*** DATA UNDER STUDY Section Begins ***

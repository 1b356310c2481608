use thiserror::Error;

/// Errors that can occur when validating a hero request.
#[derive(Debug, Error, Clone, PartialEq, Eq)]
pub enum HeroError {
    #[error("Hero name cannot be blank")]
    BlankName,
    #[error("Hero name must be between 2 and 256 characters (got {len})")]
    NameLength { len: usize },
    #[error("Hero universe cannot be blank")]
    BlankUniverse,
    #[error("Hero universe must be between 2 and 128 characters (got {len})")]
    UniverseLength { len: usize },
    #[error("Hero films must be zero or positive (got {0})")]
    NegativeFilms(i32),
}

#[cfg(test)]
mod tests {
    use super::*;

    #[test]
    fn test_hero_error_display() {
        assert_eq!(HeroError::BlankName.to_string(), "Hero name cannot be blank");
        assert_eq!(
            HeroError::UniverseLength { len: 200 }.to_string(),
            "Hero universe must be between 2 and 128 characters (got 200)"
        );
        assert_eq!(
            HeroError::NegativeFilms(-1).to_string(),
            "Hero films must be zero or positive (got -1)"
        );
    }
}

*** DATA UNDER STUDY Section Ends ***
*** DATA UNDER STUDY Section Begins ***

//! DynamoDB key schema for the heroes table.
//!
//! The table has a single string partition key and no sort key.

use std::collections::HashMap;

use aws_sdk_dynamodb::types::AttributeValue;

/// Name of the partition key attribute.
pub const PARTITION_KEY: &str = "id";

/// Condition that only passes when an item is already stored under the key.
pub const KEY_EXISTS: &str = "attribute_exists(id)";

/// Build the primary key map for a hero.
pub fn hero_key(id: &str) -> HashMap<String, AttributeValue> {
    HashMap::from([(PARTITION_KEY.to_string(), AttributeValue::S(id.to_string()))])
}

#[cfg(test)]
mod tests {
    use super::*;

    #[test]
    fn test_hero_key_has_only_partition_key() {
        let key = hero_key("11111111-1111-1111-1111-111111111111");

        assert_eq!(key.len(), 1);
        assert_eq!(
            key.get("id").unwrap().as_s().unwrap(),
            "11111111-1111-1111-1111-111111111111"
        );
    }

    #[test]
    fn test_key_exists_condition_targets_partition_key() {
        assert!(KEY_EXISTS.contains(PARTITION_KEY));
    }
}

*** DATA UNDER STUDY Section Ends ***

*TRY IT*
Would you report every line of the entries above containing the word "const"?

*COMPLETED EXERCISE*
pub const PARTITION_KEY: &str = "id";
pub const KEY_EXISTS: &str = "attribute_exists(id)";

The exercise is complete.